=== Begin Enclosure ===

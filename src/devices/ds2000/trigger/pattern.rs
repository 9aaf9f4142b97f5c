use crate::error::{Error, Result};
use crate::scpi::{parse_f64, Mnemonic, Scpi};
use crate::validate::check_level;

use super::super::common::Source;

const PATTERN:&str = ":TRIGger:PATTern:PATTern";
const LEVEL:&str   = ":TRIGger:PATTern:LEVel";

mnemonic! {
	/// Per-channel condition of a pattern. At most one channel may hold an edge.
	pub enum PatternCode {
		High     => ("H", "H", "high"),
		Low      => ("L", "L", "low"),
		Ignore   => ("X", "X", "don't care"),
		Rising   => ("R", "R", "rising edge"),
		Falling  => ("F", "F", "falling edge"),
	}
}

impl PatternCode {
	pub fn is_edge(self) -> bool { self == PatternCode::Rising || self == PatternCode::Falling }
}

/// Splits a `H,L` style reply into one code per channel.
pub(crate) fn parse_pair(command:&str, reply:&str) -> Result<(PatternCode, PatternCode)> {
	let mut codes = reply.split(',').map(PatternCode::from_reply);
	match (codes.next(), codes.next(), codes.next()) {
		(Some(Some(a)), Some(Some(b)), None) => Ok((a, b)),
		_ => Err(Error::unexpected(command, reply)),
	}
}

pub struct Pattern<'a> {
	scpi: &'a mut Scpi,
}

impl<'a> Pattern<'a> {

	pub(crate) fn new(scpi:&'a mut Scpi) -> Self { Self{ scpi } }

	/// Sets the codes for channel 1 and channel 2.
	pub fn set_pattern(&mut self, ch1:PatternCode, ch2:PatternCode) -> Result<()> {
		if ch1.is_edge() && ch2.is_edge() {
			return Err(Error::OutOfRange{ name: "pattern", message: format!("only one channel may hold an edge, got {},{}", ch1.command_token(), ch2.command_token()) });
		}
		self.scpi.write(&format!("{} {},{}", PATTERN, ch1.command_token(), ch2.command_token()))
	}

	pub fn pattern(&mut self) -> Result<(PatternCode, PatternCode)> {
		let reply = self.scpi.query_str(PATTERN)?;
		parse_pair(":TRIGger:PATTern:PATTern?", &reply)
	}

	pub fn set_level(&mut self, channel:Source, level:f64) -> Result<()> {
		let n = channel.number();
		let scale = self.scpi.query_f64(&format!(":CHANnel{}:SCALe", n))?;
		let offset = self.scpi.query_f64(&format!(":CHANnel{}:OFFSet", n))?;
		check_level(level, scale, offset)?;
		self.scpi.write(&format!("{} {},{}", LEVEL, channel.command_token(), crate::scpi::format_f64(level)))
	}

	pub fn level(&mut self, channel:Source) -> Result<f64> {
		let cmd = format!("{}? {}", LEVEL, channel.command_token());
		let reply = self.scpi.ask(&cmd)?;
		parse_f64(&reply).ok_or_else(|| Error::unexpected(&cmd, &reply))
	}

}

#[cfg(test)]
mod tests {
	use super::*;

	#[test]
	fn pattern_pairs() {
		assert_eq!(parse_pair("q", "H,R").unwrap(), (PatternCode::High, PatternCode::Rising));
		assert!(parse_pair("q", "H").is_err());
		assert!(parse_pair("q", "H,L,X").is_err());
		assert!(parse_pair("q", "H,Q").is_err());
	}
}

=== End Enclosure ===

## What is required
Copy out all lines of the material above in which "const" occurs.

## Expected answer
const PATTERN:&str = ":TRIGger:PATTern:PATTern";
const LEVEL:&str   = ":TRIGger:PATTern:LEVel";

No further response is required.